30 Annexed to the Intervention Affidavit was a schedule setting out the orders that the Liquidator would seek if he was granted permission to intervene in the Family Court Proceeding, namely:
1. By way of final property settlement or order as between the parties and prior to the distribution of such property to the Applicant and the Respondent or either of them this Court:
(a) Take into account the debt of the Applicant to the Company (Intervener) in the amount of $131,884 and $136,000;
(b) Take into account the debt of the Respondent to the Company (Intervener) in the amount of $73,411;
(c) Take into account the debt of the Applicant as trustee for the Enterprise Trust to the Company (Intervener) in the amount of $403,531;
(d) Take into account the partnership debt of the Applicant and Respondent as partners of A & M Bonfante Partnership to the Company (Intervener) in the amount of $242,410;
(e) Take into account the debt of the Applicant and/or Respondent to the Company (Intervener) in relation to the acquisition of 3934 Sturt Highway, Gumly Gumly NSW 2652 property in the amount of $75,000; and
(f) First make provision for the payment of the debts of the Applicant, the Respondent, the Applicant as trustee for the Enterprise Trustee and the Applicant and Respondent as partners of A & M Bonfante Partnership to the Company (Intervener) prior to any distribution to the Applicant and the Respondent.

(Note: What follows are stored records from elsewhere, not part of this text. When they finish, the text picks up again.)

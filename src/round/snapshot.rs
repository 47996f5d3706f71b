//! Typed broadcast snapshots.
//!
//! The feed publishes JSON state updates whose numeric fields live in loosely
//! keyed maps. This module validates that shape once, at the decode
//! boundary, and hands the engine a fixed-layout [`RoundSnapshot`].
//!
//! # Payload Format
//!
//! ```json
//! {
//!   "action": "updateSysInfo",
//!   "sys_info": {
//!     "gameState": 0,
//!     "bet_id": 0,
//!     "award_amount": 298,
//!     "bet_info": { "0": { "pay_amount": 100, "bean_pay_amount": 5 }, "1": { ... }, "2": { ... } },
//!     "result_pk_num1": 1, "...": "...", "result_pk_num9": 0,
//!     "result_point_0": 8, "result_point_1": 5, "result_point_2": 3,
//!     "time": 12
//!   }
//! }
//! ```
//!
//! Missing fields default to neutral values (`-1` for state and winner, `0`
//! for amounts).

// ============================================================================
// Imports
// ============================================================================

use std::fmt::Write as _;

use serde::{Deserialize, Serialize};
use time::OffsetDateTime;

use crate::error::Result;
use crate::identifiers::Fingerprint;

// ============================================================================
// Constants
// ============================================================================

/// Action name of the state updates the engine consumes.
pub const SYS_INFO_ACTION: &str = "updateSysInfo";

/// Winner id before the round is decided.
pub const NO_WINNER: i64 = -1;

/// Label used for winner ids outside `0..=2`.
pub const UNKNOWN_LABEL: &str = "Unknown";

// ============================================================================
// OptionId
// ============================================================================

/// One of the three fixed betting options.
#[derive(Debug, Clone, Copy, PartialEq, Eq, Hash, PartialOrd, Ord, Serialize, Deserialize)]
pub enum OptionId {
    /// Wire id 0.
    A,
    /// Wire id 1.
    B,
    /// Wire id 2.
    C,
}

impl OptionId {
    /// All options in wire order.
    pub const ALL: [OptionId; 3] = [OptionId::A, OptionId::B, OptionId::C];

    /// Maps a wire id to an option.
    #[must_use]
    pub fn from_wire(id: i64) -> Option<Self> {
        match id {
            0 => Some(Self::A),
            1 => Some(Self::B),
            2 => Some(Self::C),
            _ => None,
        }
    }

    /// Returns the wire id.
    #[inline]
    #[must_use]
    pub const fn wire_id(self) -> i64 {
        self as i64
    }

    /// Returns the array index for per-option data.
    #[inline]
    #[must_use]
    pub const fn index(self) -> usize {
        self as usize
    }

    /// Returns the display label.
    #[must_use]
    pub const fn label(self) -> &'static str {
        match self {
            Self::A => "A",
            Self::B => "B",
            Self::C => "C",
        }
    }
}

/// Label for a raw winner id, `"Unknown"` when it names no option.
#[must_use]
pub fn option_label(id: i64) -> &'static str {
    OptionId::from_wire(id).map_or(UNKNOWN_LABEL, OptionId::label)
}

// ============================================================================
// GameState
// ============================================================================

/// Phase of the round reported by a snapshot.
#[derive(Debug, Clone, Copy, PartialEq, Eq, Hash)]
pub enum GameState {
    /// Stakes are being placed (wire value 1).
    Betting,
    /// Round decided and paid out (wire value 0).
    Settled,
    /// Any other wire value, including the `-1` default.
    Other(i64),
}

impl GameState {
    /// Maps the wire value.
    #[must_use]
    pub const fn from_wire(value: i64) -> Self {
        match value {
            1 => Self::Betting,
            0 => Self::Settled,
            other => Self::Other(other),
        }
    }

    /// Returns the wire value.
    #[must_use]
    pub const fn wire_value(self) -> i64 {
        match self {
            Self::Betting => 1,
            Self::Settled => 0,
            Self::Other(value) => value,
        }
    }
}

impl Default for GameState {
    fn default() -> Self {
        Self::Other(-1)
    }
}

// ============================================================================
// BetOption
// ============================================================================

/// Stakes placed on one option in the current snapshot.
#[derive(Debug, Clone, Copy, Default, PartialEq, Eq, Hash)]
pub struct BetOption {
    /// Real currency units.
    pub real_stake: i64,
    /// Soft currency units.
    pub secondary_stake: i64,
}

impl BetOption {
    /// Creates a stake pair.
    #[inline]
    #[must_use]
    pub const fn new(real_stake: i64, secondary_stake: i64) -> Self {
        Self {
            real_stake,
            secondary_stake,
        }
    }

    /// Real plus soft stake, saturating at the `i64` bounds.
    #[inline]
    #[must_use]
    pub const fn combined(&self) -> i64 {
        self.real_stake.saturating_add(self.secondary_stake)
    }
}

// ============================================================================
// RoundSnapshot
// ============================================================================

/// Decoded content of one broadcast update.
#[derive(Debug, Clone, PartialEq)]
pub struct RoundSnapshot {
    /// Round phase.
    pub game_state: GameState,
    /// Winning option wire id, [`NO_WINNER`] until revealed.
    pub winner_id: i64,
    /// Amount paid out to the winning side.
    pub award_amount: i64,
    /// Stakes indexed by [`OptionId::index`].
    pub bets: [BetOption; 3],
    /// Nine card slots, three per option; all zero until revealed.
    pub cards: [i64; 9],
    /// Hand points per option.
    pub points: [i64; 3],
    /// Seconds reported for the current phase.
    pub phase_seconds: i64,
    /// When the update was received.
    pub received_at: OffsetDateTime,
}

impl RoundSnapshot {
    /// Creates an empty snapshot in the given state.
    #[must_use]
    pub fn new(game_state: GameState, received_at: OffsetDateTime) -> Self {
        Self {
            game_state,
            winner_id: NO_WINNER,
            award_amount: 0,
            bets: [BetOption::default(); 3],
            cards: [0; 9],
            points: [0; 3],
            phase_seconds: 0,
            received_at,
        }
    }

    /// Decodes a broadcast payload.
    ///
    /// Returns `Ok(None)` for messages whose action is not
    /// [`SYS_INFO_ACTION`].
    ///
    /// # Errors
    ///
    /// Returns [`crate::Error::Json`] if the payload is not a JSON object of
    /// the expected shape.
    pub fn from_payload(payload: &[u8], received_at: OffsetDateTime) -> Result<Option<Self>> {
        let envelope: Envelope = serde_json::from_slice(payload)?;
        if envelope.action != SYS_INFO_ACTION {
            return Ok(None);
        }
        Ok(Some(envelope.sys_info.into_snapshot(received_at)))
    }

    /// Stakes for one option.
    #[inline]
    #[must_use]
    pub fn bet(&self, option: OptionId) -> BetOption {
        self.bets[option.index()]
    }

    /// Sum of real stakes across all options.
    #[must_use]
    pub fn total_real_stake(&self) -> i64 {
        self.bets
            .iter()
            .fold(0_i64, |total, bet| total.saturating_add(bet.real_stake))
    }

    /// `true` once any card slot is nonzero.
    #[must_use]
    pub fn cards_revealed(&self) -> bool {
        self.cards.iter().any(|&card| card != 0)
    }

    /// `true` for a settled snapshot with a winner and revealed cards.
    #[must_use]
    pub fn is_final(&self) -> bool {
        self.game_state == GameState::Settled
            && self.winner_id != NO_WINNER
            && self.cards_revealed()
    }

    /// Round identity derived from stakes and cards only.
    ///
    /// Winner and award are not part of the key, so two rounds with the
    /// same stakes and the same draw share a fingerprint.
    #[must_use]
    pub fn fingerprint(&self) -> Fingerprint {
        let mut key = String::with_capacity(96);
        for option in OptionId::ALL {
            let bet = self.bet(option);
            let _ = write!(
                key,
                "{}:{}:{}|",
                option.wire_id(),
                bet.real_stake,
                bet.secondary_stake
            );
        }
        for card in self.cards {
            let _ = write!(key, "{card}:");
        }
        Fingerprint::digest(&key)
    }
}

// ============================================================================
// Wire Shape
// ============================================================================

#[derive(Debug, Deserialize)]
struct Envelope {
    #[serde(default)]
    action: String,
    #[serde(default)]
    sys_info: SysInfo,
}

#[derive(Debug, Deserialize)]
#[serde(default)]
struct SysInfo {
    #[serde(rename = "gameState")]
    game_state: i64,
    bet_id: i64,
    award_amount: i64,
    bet_info: BetInfo,
    time: i64,
    result_pk_num1: i64,
    result_pk_num2: i64,
    result_pk_num3: i64,
    result_pk_num4: i64,
    result_pk_num5: i64,
    result_pk_num6: i64,
    result_pk_num7: i64,
    result_pk_num8: i64,
    result_pk_num9: i64,
    result_point_0: i64,
    result_point_1: i64,
    result_point_2: i64,
}

impl Default for SysInfo {
    fn default() -> Self {
        Self {
            game_state: -1,
            bet_id: NO_WINNER,
            award_amount: 0,
            bet_info: BetInfo::default(),
            time: 0,
            result_pk_num1: 0,
            result_pk_num2: 0,
            result_pk_num3: 0,
            result_pk_num4: 0,
            result_pk_num5: 0,
            result_pk_num6: 0,
            result_pk_num7: 0,
            result_pk_num8: 0,
            result_pk_num9: 0,
            result_point_0: 0,
            result_point_1: 0,
            result_point_2: 0,
        }
    }
}

impl SysInfo {
    fn into_snapshot(self, received_at: OffsetDateTime) -> RoundSnapshot {
        RoundSnapshot {
            game_state: GameState::from_wire(self.game_state),
            winner_id: self.bet_id,
            award_amount: self.award_amount,
            bets: [
                self.bet_info.a.into(),
                self.bet_info.b.into(),
                self.bet_info.c.into(),
            ],
            cards: [
                self.result_pk_num1,
                self.result_pk_num2,
                self.result_pk_num3,
                self.result_pk_num4,
                self.result_pk_num5,
                self.result_pk_num6,
                self.result_pk_num7,
                self.result_pk_num8,
                self.result_pk_num9,
            ],
            points: [
                self.result_point_0,
                self.result_point_1,
                self.result_point_2,
            ],
            phase_seconds: self.time,
            received_at,
        }
    }
}

#[derive(Debug, Default, Deserialize)]
#[serde(default)]
struct BetInfo {
    #[serde(rename = "0")]
    a: StakeInfo,
    #[serde(rename = "1")]
    b: StakeInfo,
    #[serde(rename = "2")]
    c: StakeInfo,
}

#[derive(Debug, Default, Deserialize)]
#[serde(default)]
struct StakeInfo {
    pay_amount: i64,
    bean_pay_amount: i64,
}

impl From<StakeInfo> for BetOption {
    fn from(info: StakeInfo) -> Self {
        Self::new(info.pay_amount, info.bean_pay_amount)
    }
}

// ============================================================================
// Tests
// ============================================================================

2. Such further or other order as the Court deems just.
31 The Liquidator explains that the claims he seeks to make in the Family Court Proceeding (referred to as the Loan Claims) comprise five discrete debts, each of which is referred to in the proposed orders set out in the preceding paragraph. The Liquidator also explains that the Loan Claims relate to the following:
(1) prior to Mrs Bonfante’s employment with Grainpro ceasing in December 2018, she caused Grainpro to transfer an amount of $136,000 to her (proposed order 1(a));
(2) Grainpro’s records disclose that Dr Bonfante and Mrs Bonfante are related party debtors of Grainpro for loan advances of $131,884 and $73,411 respectively (proposed orders 1(a) and 1(b));
(3) Mrs Bonfante is the sole trustee and beneficiary of the Enterprise Trust (formerly the Greenhalgh Family Trust) which, as at 27 February 2019, was indebted to Grainpro for $403,531 (proposed order 1(c));
(4) Dr Bonfante and Mrs Bonfante are partners in A & M Bonfante Partnership which is a debtor of Grainpro for loan advances in the amount of $242,410 (proposed order 1(d)); and
(5) Dr Bonfante and Mrs Bonfante used Grainpro funds to acquire an interest in property located at Gumly Gumly, NSW (Gumly Gumly Property) which may be a matrimonial asset subject to the Family Court Proceeding (proposed order 1(e)).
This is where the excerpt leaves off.